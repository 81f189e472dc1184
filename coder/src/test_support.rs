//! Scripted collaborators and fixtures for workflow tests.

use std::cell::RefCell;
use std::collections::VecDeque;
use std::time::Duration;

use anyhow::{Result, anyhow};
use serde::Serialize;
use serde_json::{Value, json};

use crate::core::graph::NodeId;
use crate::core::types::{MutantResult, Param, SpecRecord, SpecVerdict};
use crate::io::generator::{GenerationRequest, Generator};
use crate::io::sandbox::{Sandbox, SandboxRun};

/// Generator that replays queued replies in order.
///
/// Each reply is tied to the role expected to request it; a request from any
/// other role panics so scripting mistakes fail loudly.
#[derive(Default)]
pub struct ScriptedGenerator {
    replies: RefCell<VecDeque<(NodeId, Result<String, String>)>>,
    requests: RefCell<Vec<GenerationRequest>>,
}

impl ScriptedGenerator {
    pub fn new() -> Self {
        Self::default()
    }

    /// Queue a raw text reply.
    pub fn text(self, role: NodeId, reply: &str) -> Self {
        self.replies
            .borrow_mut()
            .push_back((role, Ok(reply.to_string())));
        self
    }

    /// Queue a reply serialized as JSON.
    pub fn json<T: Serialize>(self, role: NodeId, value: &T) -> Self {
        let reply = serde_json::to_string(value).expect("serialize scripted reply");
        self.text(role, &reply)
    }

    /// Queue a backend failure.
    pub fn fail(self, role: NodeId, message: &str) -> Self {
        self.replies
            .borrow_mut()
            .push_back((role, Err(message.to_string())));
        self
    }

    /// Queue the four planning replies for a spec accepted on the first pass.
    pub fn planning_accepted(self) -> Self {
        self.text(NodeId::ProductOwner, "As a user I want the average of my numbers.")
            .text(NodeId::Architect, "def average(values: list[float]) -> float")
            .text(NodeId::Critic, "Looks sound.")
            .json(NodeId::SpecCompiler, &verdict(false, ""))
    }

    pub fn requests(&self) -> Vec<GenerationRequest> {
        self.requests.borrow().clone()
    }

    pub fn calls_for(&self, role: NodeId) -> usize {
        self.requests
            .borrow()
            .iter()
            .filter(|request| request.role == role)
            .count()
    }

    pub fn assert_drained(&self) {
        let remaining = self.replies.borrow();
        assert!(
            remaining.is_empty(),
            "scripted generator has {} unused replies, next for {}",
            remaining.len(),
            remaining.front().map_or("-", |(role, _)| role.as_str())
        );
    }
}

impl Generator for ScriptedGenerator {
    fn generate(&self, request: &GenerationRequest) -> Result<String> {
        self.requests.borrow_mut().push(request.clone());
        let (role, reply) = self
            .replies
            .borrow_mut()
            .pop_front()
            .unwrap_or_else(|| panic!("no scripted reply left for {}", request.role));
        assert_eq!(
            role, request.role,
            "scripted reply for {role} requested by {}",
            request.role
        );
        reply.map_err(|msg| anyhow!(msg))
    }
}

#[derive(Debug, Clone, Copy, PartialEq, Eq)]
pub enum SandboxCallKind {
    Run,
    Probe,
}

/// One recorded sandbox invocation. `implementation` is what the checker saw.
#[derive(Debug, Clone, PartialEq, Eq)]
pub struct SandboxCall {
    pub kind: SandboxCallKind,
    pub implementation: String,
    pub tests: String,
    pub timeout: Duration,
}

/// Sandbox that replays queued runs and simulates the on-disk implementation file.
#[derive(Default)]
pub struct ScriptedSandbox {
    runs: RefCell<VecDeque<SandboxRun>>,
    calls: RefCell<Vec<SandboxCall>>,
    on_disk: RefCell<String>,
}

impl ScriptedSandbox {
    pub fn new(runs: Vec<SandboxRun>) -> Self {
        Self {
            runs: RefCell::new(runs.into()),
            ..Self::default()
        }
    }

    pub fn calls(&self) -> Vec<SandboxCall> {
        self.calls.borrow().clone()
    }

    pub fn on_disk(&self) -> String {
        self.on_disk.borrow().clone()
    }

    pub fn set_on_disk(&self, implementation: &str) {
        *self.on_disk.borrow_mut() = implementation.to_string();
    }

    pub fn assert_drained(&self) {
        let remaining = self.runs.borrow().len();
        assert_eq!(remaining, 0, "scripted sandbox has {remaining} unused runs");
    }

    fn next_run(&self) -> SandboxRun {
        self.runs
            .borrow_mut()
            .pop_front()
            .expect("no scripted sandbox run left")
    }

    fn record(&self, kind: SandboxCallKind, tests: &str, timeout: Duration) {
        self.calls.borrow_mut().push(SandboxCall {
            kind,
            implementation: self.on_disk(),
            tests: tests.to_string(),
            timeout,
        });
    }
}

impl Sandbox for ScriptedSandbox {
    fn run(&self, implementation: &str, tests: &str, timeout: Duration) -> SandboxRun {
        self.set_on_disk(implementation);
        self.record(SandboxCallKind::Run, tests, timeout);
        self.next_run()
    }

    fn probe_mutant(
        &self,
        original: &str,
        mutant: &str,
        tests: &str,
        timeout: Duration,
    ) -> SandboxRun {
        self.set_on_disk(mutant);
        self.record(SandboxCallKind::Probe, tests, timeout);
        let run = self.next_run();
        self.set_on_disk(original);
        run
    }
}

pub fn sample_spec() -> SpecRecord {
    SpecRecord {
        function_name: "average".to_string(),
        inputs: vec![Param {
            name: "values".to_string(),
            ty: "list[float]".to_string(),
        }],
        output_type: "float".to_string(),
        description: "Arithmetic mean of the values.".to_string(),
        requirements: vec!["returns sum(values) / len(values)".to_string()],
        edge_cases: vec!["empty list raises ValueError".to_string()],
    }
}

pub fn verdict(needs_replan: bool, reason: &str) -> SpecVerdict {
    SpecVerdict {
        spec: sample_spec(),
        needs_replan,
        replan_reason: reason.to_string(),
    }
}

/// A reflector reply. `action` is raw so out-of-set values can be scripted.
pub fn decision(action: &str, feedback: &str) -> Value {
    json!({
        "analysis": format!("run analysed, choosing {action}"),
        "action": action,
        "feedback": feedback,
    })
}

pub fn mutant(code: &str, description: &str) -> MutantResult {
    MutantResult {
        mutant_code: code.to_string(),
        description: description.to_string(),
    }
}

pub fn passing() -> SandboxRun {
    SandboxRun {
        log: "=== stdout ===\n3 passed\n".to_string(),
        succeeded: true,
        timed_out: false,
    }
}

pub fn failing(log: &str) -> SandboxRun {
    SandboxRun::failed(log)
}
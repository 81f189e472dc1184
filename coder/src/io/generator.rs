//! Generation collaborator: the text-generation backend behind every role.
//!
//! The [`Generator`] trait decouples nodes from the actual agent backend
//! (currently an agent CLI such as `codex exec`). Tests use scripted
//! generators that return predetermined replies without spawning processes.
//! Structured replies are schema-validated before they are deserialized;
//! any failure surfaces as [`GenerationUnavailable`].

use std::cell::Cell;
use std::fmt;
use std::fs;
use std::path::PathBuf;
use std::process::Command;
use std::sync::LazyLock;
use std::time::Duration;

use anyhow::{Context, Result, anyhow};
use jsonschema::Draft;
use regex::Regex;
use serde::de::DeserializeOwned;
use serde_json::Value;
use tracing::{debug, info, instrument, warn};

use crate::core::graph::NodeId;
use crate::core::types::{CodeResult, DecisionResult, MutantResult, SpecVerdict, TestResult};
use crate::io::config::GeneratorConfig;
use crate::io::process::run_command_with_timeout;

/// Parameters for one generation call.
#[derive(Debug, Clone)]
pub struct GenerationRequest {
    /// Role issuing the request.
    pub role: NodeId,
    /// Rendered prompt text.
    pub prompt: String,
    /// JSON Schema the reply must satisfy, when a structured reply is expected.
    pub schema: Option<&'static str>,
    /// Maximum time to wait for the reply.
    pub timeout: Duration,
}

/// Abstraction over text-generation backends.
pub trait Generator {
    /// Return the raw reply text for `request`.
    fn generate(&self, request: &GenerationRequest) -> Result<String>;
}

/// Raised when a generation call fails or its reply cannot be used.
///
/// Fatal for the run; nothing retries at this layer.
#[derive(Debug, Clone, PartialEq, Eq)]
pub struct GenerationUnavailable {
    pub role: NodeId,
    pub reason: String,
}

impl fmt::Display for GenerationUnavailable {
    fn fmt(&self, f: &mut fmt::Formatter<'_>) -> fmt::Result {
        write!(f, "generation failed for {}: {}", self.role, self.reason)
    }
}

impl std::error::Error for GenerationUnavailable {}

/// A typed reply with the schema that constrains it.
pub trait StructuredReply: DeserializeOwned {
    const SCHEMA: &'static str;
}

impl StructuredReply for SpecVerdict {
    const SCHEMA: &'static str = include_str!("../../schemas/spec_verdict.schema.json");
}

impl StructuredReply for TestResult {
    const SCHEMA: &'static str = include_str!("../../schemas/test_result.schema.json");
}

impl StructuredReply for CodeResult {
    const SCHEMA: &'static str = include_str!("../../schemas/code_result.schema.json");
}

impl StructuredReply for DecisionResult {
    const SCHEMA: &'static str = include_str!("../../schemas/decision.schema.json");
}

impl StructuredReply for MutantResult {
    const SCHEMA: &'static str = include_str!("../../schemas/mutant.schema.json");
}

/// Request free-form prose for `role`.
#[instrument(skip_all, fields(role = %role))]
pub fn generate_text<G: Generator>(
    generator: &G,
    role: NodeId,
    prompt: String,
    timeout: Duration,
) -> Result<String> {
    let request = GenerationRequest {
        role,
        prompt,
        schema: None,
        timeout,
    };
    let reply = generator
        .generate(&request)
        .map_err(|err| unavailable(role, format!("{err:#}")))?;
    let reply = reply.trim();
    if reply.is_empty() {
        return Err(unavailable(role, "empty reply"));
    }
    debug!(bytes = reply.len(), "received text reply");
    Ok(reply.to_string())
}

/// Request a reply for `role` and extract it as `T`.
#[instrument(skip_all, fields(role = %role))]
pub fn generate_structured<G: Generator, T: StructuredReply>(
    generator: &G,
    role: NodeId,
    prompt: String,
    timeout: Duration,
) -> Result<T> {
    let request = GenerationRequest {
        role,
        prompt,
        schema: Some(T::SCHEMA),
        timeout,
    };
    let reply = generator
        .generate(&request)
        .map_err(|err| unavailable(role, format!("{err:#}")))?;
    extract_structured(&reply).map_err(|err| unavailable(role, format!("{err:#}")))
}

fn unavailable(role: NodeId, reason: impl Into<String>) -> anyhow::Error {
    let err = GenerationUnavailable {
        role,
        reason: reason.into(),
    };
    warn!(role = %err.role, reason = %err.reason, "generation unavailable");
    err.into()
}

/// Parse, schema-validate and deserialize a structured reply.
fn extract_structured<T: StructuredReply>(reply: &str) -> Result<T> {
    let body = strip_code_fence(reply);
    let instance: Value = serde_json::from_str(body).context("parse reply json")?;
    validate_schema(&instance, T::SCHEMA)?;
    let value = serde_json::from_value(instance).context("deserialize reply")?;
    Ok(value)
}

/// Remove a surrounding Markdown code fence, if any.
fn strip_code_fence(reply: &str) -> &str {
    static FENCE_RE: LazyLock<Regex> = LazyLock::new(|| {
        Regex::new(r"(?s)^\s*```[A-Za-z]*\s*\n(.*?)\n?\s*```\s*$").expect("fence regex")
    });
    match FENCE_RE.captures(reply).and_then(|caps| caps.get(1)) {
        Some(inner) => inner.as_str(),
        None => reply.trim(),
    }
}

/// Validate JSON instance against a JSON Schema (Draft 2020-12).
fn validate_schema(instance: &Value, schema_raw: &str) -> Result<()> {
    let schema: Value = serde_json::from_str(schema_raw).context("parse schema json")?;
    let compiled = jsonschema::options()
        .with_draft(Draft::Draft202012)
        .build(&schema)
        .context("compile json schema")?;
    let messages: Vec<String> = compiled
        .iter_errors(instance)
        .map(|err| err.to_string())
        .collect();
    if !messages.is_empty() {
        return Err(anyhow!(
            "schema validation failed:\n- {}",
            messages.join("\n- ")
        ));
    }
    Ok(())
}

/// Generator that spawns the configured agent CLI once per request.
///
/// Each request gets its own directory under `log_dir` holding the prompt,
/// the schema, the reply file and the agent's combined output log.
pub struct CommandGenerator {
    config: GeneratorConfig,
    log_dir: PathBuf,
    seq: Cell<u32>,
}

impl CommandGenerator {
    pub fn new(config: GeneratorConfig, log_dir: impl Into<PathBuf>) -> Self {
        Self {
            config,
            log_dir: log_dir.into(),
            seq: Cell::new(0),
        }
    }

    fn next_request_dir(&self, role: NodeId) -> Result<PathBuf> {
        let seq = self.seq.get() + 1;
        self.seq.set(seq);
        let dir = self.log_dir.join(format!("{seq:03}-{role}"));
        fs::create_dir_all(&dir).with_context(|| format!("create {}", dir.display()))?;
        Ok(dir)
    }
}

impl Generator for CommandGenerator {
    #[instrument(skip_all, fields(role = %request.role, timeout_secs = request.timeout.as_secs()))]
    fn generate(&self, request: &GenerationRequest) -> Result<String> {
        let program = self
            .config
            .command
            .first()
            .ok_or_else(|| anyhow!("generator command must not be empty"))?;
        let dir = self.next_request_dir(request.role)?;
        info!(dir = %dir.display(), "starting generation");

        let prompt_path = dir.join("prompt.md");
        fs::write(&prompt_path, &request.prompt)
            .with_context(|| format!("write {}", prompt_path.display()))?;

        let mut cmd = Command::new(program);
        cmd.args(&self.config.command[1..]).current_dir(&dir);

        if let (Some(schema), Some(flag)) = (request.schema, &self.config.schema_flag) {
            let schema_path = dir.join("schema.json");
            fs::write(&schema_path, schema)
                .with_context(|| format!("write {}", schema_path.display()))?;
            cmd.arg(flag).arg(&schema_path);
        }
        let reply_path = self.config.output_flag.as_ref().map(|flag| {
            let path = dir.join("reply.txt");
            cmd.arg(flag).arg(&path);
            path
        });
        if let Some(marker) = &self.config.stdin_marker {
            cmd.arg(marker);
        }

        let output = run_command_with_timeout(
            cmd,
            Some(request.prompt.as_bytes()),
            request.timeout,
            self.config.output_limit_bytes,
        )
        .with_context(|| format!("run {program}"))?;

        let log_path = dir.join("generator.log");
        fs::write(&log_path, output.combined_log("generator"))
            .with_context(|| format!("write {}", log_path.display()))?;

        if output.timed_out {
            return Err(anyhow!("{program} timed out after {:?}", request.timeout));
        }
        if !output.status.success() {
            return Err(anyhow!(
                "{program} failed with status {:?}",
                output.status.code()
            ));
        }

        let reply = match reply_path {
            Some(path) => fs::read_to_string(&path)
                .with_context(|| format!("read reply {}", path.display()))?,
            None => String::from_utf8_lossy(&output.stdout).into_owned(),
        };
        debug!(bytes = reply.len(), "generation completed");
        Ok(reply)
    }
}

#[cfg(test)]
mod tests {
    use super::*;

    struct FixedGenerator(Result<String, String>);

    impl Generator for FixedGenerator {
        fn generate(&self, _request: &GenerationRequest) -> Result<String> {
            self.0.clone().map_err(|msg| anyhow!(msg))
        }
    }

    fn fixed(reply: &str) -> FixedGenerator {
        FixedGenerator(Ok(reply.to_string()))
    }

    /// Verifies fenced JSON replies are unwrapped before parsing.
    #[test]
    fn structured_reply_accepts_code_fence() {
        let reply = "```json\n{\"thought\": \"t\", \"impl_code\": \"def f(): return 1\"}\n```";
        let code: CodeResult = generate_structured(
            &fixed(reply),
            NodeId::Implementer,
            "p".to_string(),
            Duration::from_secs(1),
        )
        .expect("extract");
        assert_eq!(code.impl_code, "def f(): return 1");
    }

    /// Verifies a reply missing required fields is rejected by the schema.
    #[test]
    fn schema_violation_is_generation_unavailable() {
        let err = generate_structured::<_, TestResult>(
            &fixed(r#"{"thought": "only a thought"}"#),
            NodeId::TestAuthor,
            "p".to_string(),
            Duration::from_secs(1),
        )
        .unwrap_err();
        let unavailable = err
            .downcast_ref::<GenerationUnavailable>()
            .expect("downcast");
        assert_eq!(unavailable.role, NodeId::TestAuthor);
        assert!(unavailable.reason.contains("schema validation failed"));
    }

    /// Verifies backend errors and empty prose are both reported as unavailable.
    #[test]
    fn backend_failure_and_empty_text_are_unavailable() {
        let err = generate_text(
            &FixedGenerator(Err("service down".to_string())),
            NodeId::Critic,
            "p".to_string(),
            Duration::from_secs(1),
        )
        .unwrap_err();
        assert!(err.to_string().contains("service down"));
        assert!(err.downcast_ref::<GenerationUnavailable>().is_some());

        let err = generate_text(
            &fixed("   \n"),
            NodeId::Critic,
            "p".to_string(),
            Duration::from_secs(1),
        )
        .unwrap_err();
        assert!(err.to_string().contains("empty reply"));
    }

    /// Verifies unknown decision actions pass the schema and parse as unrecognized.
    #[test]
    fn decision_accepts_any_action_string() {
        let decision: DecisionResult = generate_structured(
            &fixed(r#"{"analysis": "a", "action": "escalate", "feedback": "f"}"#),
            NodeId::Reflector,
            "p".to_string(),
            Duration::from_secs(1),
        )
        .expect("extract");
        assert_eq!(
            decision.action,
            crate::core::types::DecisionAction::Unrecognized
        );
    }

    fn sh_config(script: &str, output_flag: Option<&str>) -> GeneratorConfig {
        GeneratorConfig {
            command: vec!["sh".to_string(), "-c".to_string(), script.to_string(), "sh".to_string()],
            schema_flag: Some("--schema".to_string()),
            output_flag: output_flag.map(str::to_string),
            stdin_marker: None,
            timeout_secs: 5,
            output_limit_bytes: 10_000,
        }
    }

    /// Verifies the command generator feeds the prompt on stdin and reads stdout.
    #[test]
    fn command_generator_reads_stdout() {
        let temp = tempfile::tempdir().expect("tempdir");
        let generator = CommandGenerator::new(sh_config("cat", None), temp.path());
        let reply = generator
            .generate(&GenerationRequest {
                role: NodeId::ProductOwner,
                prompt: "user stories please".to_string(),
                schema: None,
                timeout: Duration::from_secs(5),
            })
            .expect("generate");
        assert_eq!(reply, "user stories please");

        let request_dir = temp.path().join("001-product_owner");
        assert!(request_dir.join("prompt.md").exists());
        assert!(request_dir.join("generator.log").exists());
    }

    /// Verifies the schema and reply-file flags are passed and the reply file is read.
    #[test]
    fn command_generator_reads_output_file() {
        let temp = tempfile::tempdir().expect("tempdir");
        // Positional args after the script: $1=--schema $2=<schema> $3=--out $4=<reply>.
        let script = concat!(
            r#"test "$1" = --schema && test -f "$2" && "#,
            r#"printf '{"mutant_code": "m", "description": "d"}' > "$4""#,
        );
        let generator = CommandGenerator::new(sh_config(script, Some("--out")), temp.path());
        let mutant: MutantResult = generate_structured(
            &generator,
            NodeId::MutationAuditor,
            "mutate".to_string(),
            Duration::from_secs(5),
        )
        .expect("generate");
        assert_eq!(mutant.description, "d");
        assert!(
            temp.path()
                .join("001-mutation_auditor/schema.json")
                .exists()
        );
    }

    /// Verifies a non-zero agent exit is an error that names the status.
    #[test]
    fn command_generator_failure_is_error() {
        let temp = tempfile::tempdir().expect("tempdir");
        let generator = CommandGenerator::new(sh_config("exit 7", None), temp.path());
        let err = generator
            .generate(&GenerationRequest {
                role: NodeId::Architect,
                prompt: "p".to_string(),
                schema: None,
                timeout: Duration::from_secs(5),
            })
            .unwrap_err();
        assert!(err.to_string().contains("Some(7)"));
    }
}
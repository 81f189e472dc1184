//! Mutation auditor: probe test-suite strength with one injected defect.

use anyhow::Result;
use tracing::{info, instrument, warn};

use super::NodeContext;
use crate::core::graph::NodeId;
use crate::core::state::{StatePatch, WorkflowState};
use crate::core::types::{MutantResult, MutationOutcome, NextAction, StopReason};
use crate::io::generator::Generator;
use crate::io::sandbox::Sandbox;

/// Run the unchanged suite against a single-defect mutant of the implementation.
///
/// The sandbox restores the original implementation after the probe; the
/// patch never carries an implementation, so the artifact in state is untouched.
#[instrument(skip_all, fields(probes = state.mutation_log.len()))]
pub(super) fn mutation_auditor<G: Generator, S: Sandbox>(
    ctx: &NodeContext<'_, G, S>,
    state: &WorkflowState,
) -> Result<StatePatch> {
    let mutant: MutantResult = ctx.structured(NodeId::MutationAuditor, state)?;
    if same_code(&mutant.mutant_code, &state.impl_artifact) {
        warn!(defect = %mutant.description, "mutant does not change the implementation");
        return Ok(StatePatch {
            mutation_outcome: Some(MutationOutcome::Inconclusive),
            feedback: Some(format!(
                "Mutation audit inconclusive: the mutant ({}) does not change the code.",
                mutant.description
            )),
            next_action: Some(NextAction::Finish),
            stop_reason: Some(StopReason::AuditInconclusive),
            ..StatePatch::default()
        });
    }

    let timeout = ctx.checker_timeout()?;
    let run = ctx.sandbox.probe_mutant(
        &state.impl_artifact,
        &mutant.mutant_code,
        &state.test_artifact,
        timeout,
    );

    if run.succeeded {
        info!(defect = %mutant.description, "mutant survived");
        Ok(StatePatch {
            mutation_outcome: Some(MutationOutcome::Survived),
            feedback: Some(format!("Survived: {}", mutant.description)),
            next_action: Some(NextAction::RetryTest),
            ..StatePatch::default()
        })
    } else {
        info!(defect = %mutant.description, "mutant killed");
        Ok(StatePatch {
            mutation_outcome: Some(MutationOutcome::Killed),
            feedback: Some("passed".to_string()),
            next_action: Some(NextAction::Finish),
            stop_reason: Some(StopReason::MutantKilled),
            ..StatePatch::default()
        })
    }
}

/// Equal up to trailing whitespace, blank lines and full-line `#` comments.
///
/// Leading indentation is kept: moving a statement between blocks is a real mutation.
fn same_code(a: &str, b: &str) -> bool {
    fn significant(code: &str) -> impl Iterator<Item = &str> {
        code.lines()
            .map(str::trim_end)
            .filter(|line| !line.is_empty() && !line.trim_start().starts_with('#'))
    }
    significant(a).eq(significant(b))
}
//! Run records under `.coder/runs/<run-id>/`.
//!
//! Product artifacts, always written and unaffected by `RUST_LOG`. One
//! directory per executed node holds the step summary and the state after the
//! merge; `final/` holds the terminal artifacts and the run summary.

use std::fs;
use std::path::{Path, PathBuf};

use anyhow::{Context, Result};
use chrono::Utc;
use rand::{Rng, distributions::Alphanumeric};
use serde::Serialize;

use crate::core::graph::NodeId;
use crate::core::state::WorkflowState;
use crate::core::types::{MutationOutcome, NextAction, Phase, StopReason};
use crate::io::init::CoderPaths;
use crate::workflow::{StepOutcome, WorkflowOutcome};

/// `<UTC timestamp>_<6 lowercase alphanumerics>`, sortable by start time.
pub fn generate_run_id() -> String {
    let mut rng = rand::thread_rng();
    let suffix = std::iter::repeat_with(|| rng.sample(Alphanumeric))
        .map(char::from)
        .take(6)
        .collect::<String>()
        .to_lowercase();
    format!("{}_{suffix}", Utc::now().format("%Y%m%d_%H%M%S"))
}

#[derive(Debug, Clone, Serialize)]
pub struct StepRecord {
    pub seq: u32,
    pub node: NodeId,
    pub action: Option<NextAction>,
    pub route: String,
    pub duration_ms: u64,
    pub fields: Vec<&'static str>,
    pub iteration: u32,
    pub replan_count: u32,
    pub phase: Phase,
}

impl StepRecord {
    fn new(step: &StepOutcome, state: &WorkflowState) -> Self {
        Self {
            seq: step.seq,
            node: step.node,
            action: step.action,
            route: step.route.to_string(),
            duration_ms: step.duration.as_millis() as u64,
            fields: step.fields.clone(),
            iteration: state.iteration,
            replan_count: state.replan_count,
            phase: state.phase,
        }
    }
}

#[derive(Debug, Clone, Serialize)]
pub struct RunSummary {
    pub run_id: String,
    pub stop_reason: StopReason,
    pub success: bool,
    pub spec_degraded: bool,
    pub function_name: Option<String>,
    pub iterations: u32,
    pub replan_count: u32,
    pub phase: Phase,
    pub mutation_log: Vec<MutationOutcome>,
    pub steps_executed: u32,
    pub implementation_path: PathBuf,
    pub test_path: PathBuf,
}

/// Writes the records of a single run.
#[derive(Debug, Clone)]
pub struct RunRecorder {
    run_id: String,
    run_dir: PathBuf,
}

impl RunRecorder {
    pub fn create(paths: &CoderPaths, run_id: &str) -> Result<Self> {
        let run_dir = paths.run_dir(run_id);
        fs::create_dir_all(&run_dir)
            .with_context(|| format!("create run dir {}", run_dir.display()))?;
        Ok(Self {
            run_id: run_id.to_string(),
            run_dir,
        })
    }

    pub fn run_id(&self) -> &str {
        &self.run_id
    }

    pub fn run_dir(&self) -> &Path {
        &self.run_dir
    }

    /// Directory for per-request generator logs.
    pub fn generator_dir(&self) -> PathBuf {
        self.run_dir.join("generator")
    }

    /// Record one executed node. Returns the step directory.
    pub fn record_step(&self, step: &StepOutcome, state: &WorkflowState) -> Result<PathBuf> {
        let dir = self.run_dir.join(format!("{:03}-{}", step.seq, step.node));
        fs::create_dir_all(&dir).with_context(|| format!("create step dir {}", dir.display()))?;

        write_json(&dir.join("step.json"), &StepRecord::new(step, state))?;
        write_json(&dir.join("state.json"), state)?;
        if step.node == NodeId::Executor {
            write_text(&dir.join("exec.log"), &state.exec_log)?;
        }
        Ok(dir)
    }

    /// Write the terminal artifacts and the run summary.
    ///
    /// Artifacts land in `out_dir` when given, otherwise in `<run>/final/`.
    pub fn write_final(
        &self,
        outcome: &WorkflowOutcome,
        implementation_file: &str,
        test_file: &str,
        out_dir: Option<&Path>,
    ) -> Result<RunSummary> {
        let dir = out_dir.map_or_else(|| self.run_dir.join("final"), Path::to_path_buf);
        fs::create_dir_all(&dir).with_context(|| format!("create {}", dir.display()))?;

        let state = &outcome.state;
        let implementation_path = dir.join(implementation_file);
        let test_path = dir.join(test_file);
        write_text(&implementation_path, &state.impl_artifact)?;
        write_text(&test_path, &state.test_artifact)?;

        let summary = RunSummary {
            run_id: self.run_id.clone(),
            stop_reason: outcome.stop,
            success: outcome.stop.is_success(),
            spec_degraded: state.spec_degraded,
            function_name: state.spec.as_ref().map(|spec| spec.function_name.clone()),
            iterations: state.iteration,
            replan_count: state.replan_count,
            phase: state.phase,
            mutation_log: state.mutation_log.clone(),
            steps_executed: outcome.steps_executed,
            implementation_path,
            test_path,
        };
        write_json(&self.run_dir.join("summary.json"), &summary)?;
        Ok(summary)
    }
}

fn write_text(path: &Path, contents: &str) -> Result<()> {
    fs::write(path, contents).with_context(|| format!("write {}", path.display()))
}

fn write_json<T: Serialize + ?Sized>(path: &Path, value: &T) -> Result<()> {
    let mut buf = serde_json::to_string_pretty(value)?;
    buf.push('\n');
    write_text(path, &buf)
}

****************

◆ **Problem statement**: Count every line of the data above that includes the word "original", then state the total and nothing more.

◆ **Output of the task**: 3